- Born: c. 1976 (age 49–50) Uganda
- Citizenship: Uganda
- Education: Makerere University (Bachelor of Business Administration) Wharton Business School (Master of Science in Information Technology) Institute of Certified Public Accountants of Uganda (Certified Public Accountant) Uganda Technology and Management University (Master of Science in Computing)
- Occupations: Accountant, Businesswoman and Corporate Executive
- Years active: 1999–present
- Known for: Business expertise
- Title: Former Head of Internal Audit of Umeme Limited

= Ruth Doreen Mutebe =

Ugandan accountant, businesswoman, and corporate executive

Ruth Doreen Mutebe is a Ugandan accountant, businesswoman, and corporate executive, who served as the Head of Internal Audit at Umeme Limited, the largest distributor of electric power in Uganda.

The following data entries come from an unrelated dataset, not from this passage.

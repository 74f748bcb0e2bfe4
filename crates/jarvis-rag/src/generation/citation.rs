//! Turning vector matches into citations

use crate::providers::VectorMatch;
use crate::types::{ChunkMetadata, Citation};

/// A retrieved chunk: its citation plus the full stored text for the prompt
#[derive(Debug, Clone)]
pub struct RetrievedChunk {
    pub citation: Citation,
    pub text: String,
}

/// Build citations from matches, keeping the store's order
///
/// Matches whose metadata cannot be read are skipped.
pub fn retrieved_chunks(matches: &[VectorMatch], snippet_len: usize) -> Vec<RetrievedChunk> {
    matches
        .iter()
        .filter_map(|m| match ChunkMetadata::from_map(&m.metadata) {
            Ok(meta) => Some(RetrievedChunk {
                citation: Citation::from_match(&m.id, m.score, &meta, snippet_len),
                text: meta.text,
            }),
            Err(e) => {
                tracing::warn!(id = %m.id, error = %e, "Skipping match with unreadable metadata");
                None
            }
        })
        .collect()
}

/// Truncate snippet to a maximum number of chars while preserving word boundaries
pub fn truncate_snippet(snippet: &str, max_len: usize) -> String {
    if snippet.chars().count() <= max_len {
        return snippet.to_string();
    }

    let head: String = snippet.chars().take(max_len).collect();

    // Try to end at a word boundary
    match head.rfind(' ') {
        Some(pos) if pos > 0 => format!("{}...", &head[..pos]),
        _ => format!("{}...", head),
    }
}

/// One line per citation, for plain-text output
pub fn format_sources(citations: &[Citation]) -> String {
    citations
        .iter()
        .enumerate()
        .map(|(i, c)| format!("{}. {}", i + 1, c.format_inline()))
        .collect::<Vec<_>>()
        .join("\n")
}

#[cfg(test)]
mod tests {
    use super::*;
    use crate::types::{Chunk, Document, FileType};

    #[test]
    fn test_truncate_snippet() {
        let snippet = "This is a very long snippet that needs to be truncated.";
        let truncated = truncate_snippet(snippet, 20);

        assert_eq!(truncated, "This is a very long...");
        assert_eq!(truncate_snippet("short", 20), "short");
        assert_eq!(truncate_snippet("ééééé", 3), "ééé...");
    }

    #[test]
    fn test_retrieved_chunks_skip_bad_metadata() {
        let doc = Document::new("leave.txt", FileType::Txt, "15 days".to_string());
        let chunk = Chunk::new(&doc, "15 days".to_string(), 0, 0, 7);

        let matches = vec![
            VectorMatch {
                id: chunk.id.clone(),
                score: 0.8,
                metadata: chunk.metadata().into_map().unwrap(),
            },
            VectorMatch {
                id: "orphan".to_string(),
                score: 0.7,
                metadata: Default::default(),
            },
        ];

        let retrieved = retrieved_chunks(&matches, 300);
        assert_eq!(retrieved.len(), 1);
        assert_eq!(retrieved[0].citation.document_name, "leave.txt");
        assert_eq!(retrieved[0].text, "15 days");
        let sources = format_sources(&[retrieved[0].citation.clone()]);
        assert!(sources.starts_with("1. [Source: leave.txt"));
    }
}
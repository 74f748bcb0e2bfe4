//! Document ingestion: parsing, chunking and indexing

mod chunker;
mod loader;
mod parser;
mod pipeline;

pub use chunker::{TextChunker, TextSpan};
pub use loader::DocumentLoader;
pub use parser::{FileParser, ParsedDocument};
pub use pipeline::IngestPipeline;
//! LLM provider trait for generating answers

use async_trait::async_trait;
use crate::error::Result;

/// Trait for prompt completion by a language model
///
/// Implementations:
/// - `OllamaClient`: local Ollama server (qwen2.5:7b by default)
#[async_trait]
pub trait LlmProvider: Send + Sync {
    /// Complete a fully assembled prompt
    async fn generate(&self, prompt: &str, max_tokens: u32, temperature: f32) -> Result<String>;

    /// Check if the provider is healthy and available
    async fn health_check(&self) -> Result<bool>;

    /// Models the server has available
    async fn list_models(&self) -> Result<Vec<String>>;

    /// Whether the configured model is among [`list_models`](Self::list_models)
    async fn model_available(&self) -> Result<bool> {
        let wanted = self.model();
        Ok(self
            .list_models()
            .await?
            .iter()
            .any(|name| model_matches(name, wanted)))
    }

    /// Get provider name for logging
    fn name(&self) -> &str;

    /// Get the model being used
    fn model(&self) -> &str;
}

/// `qwen2.5` and `qwen2.5:latest` name the same model
pub fn model_matches(available: &str, wanted: &str) -> bool {
    fn base(name: &str) -> &str {
        name.strip_suffix(":latest").unwrap_or(name)
    }
    base(available) == base(wanted)
}

#[cfg(test)]
mod tests {
    use super::*;

    #[test]
    fn test_model_matches_latest_tag() {
        assert!(model_matches("qwen2.5:7b", "qwen2.5:7b"));
        assert!(model_matches("llama3:latest", "llama3"));
        assert!(!model_matches("qwen2.5:14b", "qwen2.5:7b"));
    }
}
//! Error types for the RAG system

use axum::{
    http::StatusCode,
    response::{IntoResponse, Response},
    Json,
};
use serde_json::json;
use thiserror::Error;

/// Result type alias for RAG operations
pub type Result<T> = std::result::Result<T, Error>;

/// RAG system errors
///
/// Lower layers return these unchanged; nothing in the crate retries.
#[derive(Debug, Error)]
pub enum Error {
    /// Missing credentials, model names or other required settings
    #[error("Configuration error: {0}")]
    Config(String),

    /// Settings that are present but inconsistent (e.g. overlap >= chunk size)
    #[error("Invalid configuration: {0}")]
    InvalidConfiguration(String),

    /// Unrecognized file extension
    #[error("Unsupported format: {0}")]
    UnsupportedFormat(String),

    /// File parsing error
    #[error("Failed to parse file '{filename}': {message}")]
    FileParse { filename: String, message: String },

    /// Document produced no text
    #[error("No text could be extracted from '{0}'")]
    EmptyDocument(String),

    /// Embedding or generation model unreachable or failed
    #[error("Model unavailable: {0}")]
    ModelUnavailable(String),

    /// The model server does not have the configured model loaded
    #[error("Model '{0}' is not available on the model server")]
    ModelNotFound(String),

    /// The model server could not be reached
    #[error("Connection refused by {0}")]
    ConnectionRefused(String),

    /// The configured vector index does not exist
    #[error("Index not found: {0}")]
    IndexNotFound(String),

    /// Transport failure talking to the vector store
    #[error("Network error: {0}")]
    Network(String),

    /// Vector store rejected a request
    #[error("Vector database error: {0}")]
    VectorDb(String),

    /// Embedding length does not match the index
    #[error("Dimension mismatch: index expects {expected}, got {actual}")]
    DimensionMismatch { expected: usize, actual: usize },

    /// Document not found
    #[error("Document not found: {0}")]
    DocumentNotFound(String),

    /// Malformed request from a client
    #[error("Invalid request: {0}")]
    InvalidRequest(String),

    /// IO error
    #[error("IO error: {0}")]
    Io(#[from] std::io::Error),

    /// JSON error
    #[error("JSON error: {0}")]
    Json(#[from] serde_json::Error),

    /// HTTP request error
    #[error("HTTP request error: {0}")]
    Http(#[from] reqwest::Error),

    /// Internal error
    #[error("Internal error: {0}")]
    Internal(String),
}

impl Error {
    /// Create a configuration error
    pub fn config(message: impl Into<String>) -> Self {
        Self::Config(message.into())
    }

    /// Create a file parse error
    pub fn file_parse(filename: impl Into<String>, message: impl Into<String>) -> Self {
        Self::FileParse {
            filename: filename.into(),
            message: message.into(),
        }
    }

    /// Create a model unavailable error
    pub fn model_unavailable(message: impl Into<String>) -> Self {
        Self::ModelUnavailable(message.into())
    }

    /// Create a vector db error
    pub fn vector_db(message: impl Into<String>) -> Self {
        Self::VectorDb(message.into())
    }

    /// Create an internal error
    pub fn internal(message: impl Into<String>) -> Self {
        Self::Internal(message.into())
    }

    /// Whether this error came from the vector index layer
    pub fn is_index_error(&self) -> bool {
        matches!(
            self,
            Self::IndexNotFound(_)
                | Self::Network(_)
                | Self::VectorDb(_)
                | Self::DimensionMismatch { .. }
        )
    }

    /// Whether this error came from the embedding or generation model layer
    pub fn is_model_error(&self) -> bool {
        matches!(
            self,
            Self::ModelUnavailable(_) | Self::ModelNotFound(_) | Self::ConnectionRefused(_)
        )
    }
}

impl IntoResponse for Error {
    fn into_response(self) -> Response {
        let (status, error_type) = match &self {
            Error::Config(_) => (StatusCode::INTERNAL_SERVER_ERROR, "config_error"),
            Error::InvalidConfiguration(_) => (StatusCode::BAD_REQUEST, "invalid_configuration"),
            Error::UnsupportedFormat(_) => {
                (StatusCode::UNSUPPORTED_MEDIA_TYPE, "unsupported_format")
            }
            Error::FileParse { .. } => (StatusCode::BAD_REQUEST, "parse_error"),
            Error::EmptyDocument(_) => (StatusCode::UNPROCESSABLE_ENTITY, "empty_document"),
            Error::ModelUnavailable(_) => (StatusCode::SERVICE_UNAVAILABLE, "model_unavailable"),
            Error::ModelNotFound(_) => (StatusCode::SERVICE_UNAVAILABLE, "model_not_found"),
            Error::ConnectionRefused(_) => (StatusCode::SERVICE_UNAVAILABLE, "connection_refused"),
            Error::IndexNotFound(_) => (StatusCode::SERVICE_UNAVAILABLE, "index_not_found"),
            Error::Network(_) => (StatusCode::BAD_GATEWAY, "network_error"),
            Error::VectorDb(_) => (StatusCode::BAD_GATEWAY, "vector_db_error"),
            Error::DimensionMismatch { .. } => {
                (StatusCode::INTERNAL_SERVER_ERROR, "dimension_mismatch")
            }
            Error::DocumentNotFound(_) => (StatusCode::NOT_FOUND, "not_found"),
            Error::InvalidRequest(_) => (StatusCode::BAD_REQUEST, "invalid_request"),
            Error::Io(_) => (StatusCode::INTERNAL_SERVER_ERROR, "io_error"),
            Error::Json(_) => (StatusCode::BAD_REQUEST, "json_error"),
            Error::Http(_) => (StatusCode::BAD_GATEWAY, "http_error"),
            Error::Internal(_) => (StatusCode::INTERNAL_SERVER_ERROR, "internal_error"),
        };

        let body = Json(json!({
            "error": {
                "type": error_type,
                "message": self.to_string(),
            }
        }));

        (status, body).into_response()
    }
}
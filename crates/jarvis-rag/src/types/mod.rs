//! Core types for the RAG system

pub mod document;
pub mod query;
pub mod response;

pub use document::{document_id_for, Chunk, ChunkMetadata, Document, FileType};
pub use query::{ChatMessage, ChatRequest, ChatRole, QueryRequest, TextIngestRequest};
pub use response::{
    Citation, DocumentListResponse, DocumentSummary, IngestError, IngestReport, IngestResponse,
    QueryResponse, SystemStats, NO_RELEVANT_INFORMATION,
};
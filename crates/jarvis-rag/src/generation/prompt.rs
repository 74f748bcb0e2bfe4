//! Prompt templates for RAG generation

use once_cell::sync::Lazy;
use regex::Regex;

use super::citation::RetrievedChunk;

/// What the model is told to say when the documents do not cover the question
pub const UNCOVERED_QUESTION_REPLY: &str = "I couldn't find information about this in the \
    uploaded documents. Please upload the relevant documents containing this information.";

const ANSWER_CUE: &str = "ANSWER (based ONLY on the documents above):";

static ANSWER_LABEL: Lazy<Regex> = Lazy::new(|| {
    Regex::new(r"(?i)^\s*answer(\s*\(based only on the documents above\))?\s*:\s*")
        .expect("valid regex")
});

static EXCESS_NEWLINES: Lazy<Regex> = Lazy::new(|| {
    Regex::new(r"\n{3,}").expect("valid regex")
});

/// Prompt builder for RAG queries
pub struct PromptBuilder;

impl PromptBuilder {
    /// Number each retrieved chunk and label it with its source file
    pub fn build_context(chunks: &[RetrievedChunk]) -> String {
        chunks
            .iter()
            .enumerate()
            .map(|(i, chunk)| {
                format!(
                    "[Document {} | Source: {}]\n{}",
                    i + 1,
                    chunk.citation.document_name,
                    chunk.text
                )
            })
            .collect::<Vec<_>>()
            .join("\n\n---\n\n")
    }

    /// Build the full RAG prompt with strict grounding
    pub fn build_rag_prompt(question: &str, chunks: &[RetrievedChunk]) -> String {
        format!(
            r#"You are an intelligent enterprise AI assistant. Your task is to answer questions accurately based ONLY on the provided company documents.

CRITICAL INSTRUCTIONS:
1. Answer ONLY using information from the documents below - DO NOT use any external knowledge
2. If the information is NOT found in the documents, you MUST respond: "{not_found}"
3. NEVER make up or hallucinate information
4. Be specific and cite relevant details from the documents
5. Keep answers concise but complete
6. Use professional, clear language
7. If partially relevant information exists, provide what you can and indicate what's missing

COMPANY DOCUMENTS:
{context}

QUESTION: {question}

{cue}"#,
            not_found = UNCOVERED_QUESTION_REPLY,
            context = Self::build_context(chunks),
            question = question.trim(),
            cue = ANSWER_CUE,
        )
    }
}

/// Strip echoed answer labels and collapse runs of blank lines
pub fn clean_response(response: &str) -> String {
    let trimmed = response.trim();
    let without_label = ANSWER_LABEL.replace(trimmed, "");
    EXCESS_NEWLINES
        .replace_all(&without_label, "\n\n")
        .trim()
        .to_string()
}

#[cfg(test)]
mod tests {
    use super::*;
    use crate::types::Citation;

    fn chunk(name: &str, text: &str) -> RetrievedChunk {
        RetrievedChunk {
            citation: Citation {
                chunk_id: format!("{}_0", name),
                document_id: name.to_string(),
                document_name: name.to_string(),
                chunk_index: 0,
                snippet: text.to_string(),
                score: 0.9,
            },
            text: text.to_string(),
        }
    }

    #[test]
    fn test_prompt_contains_context_and_question() {
        let chunks = vec![
            chunk("leave.txt", "Employees receive 15 vacation days per year."),
            chunk("travel.txt", "Economy class for flights under 6 hours."),
        ];
        let prompt = PromptBuilder::build_rag_prompt("How many vacation days?", &chunks);

        assert!(prompt.contains("[Document 1 | Source: leave.txt]\nEmployees receive 15"));
        assert!(prompt.contains("\n\n---\n\n[Document 2 | Source: travel.txt]"));
        assert!(prompt.contains("QUESTION: How many vacation days?"));
        assert!(prompt.ends_with(ANSWER_CUE));
    }

    #[test]
    fn test_clean_response() {
        assert_eq!(clean_response("ANSWER: 15 days."), "15 days.");
        assert_eq!(
            clean_response("Answer (based ONLY on the documents above): 15"),
            "15"
        );
        assert_eq!(clean_response("Line one\n\n\n\nLine two"), "Line one\n\nLine two");
        assert_eq!(clean_response("  The answer is 15.  "), "The answer is 15.");
    }
}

==Background and education==
She was born in Uganda, circa 1976. She attended Tororo Girls School for her secondary education. Her first degree, a Bachelor of Business Administration, was obtained from Makerere University, Uganda's oldest and largest public university. She followed that with the acquisition of certification as a Certified Public Accountant, from the Institute of Certified Public Accountants of Uganda.

Her first postgraduate degree, a Master of Science in Information Technology, was awarded by the Wharton School of Business, in Philadelphia, Pennsylvania, in the United States. Her second postgraduate degree, a Master of Science in Computing was awarded by the Uganda Technology and Management University, a private university.

==Career==
In 2003, she was hired as a lecturer at Multitech Business School, based at their teaching center in Soroti, serving in that capacity until December 2005. She contemporaneously worked as a Senior Auditor with Kisaka and Company CPA, a local audit and management consultancy firm. For one year, from February 2006 until April 2007, she served as the Head of Finance at Excel Insurance Company Limited, based at their headquarters in Kampala, Uganda's capital city.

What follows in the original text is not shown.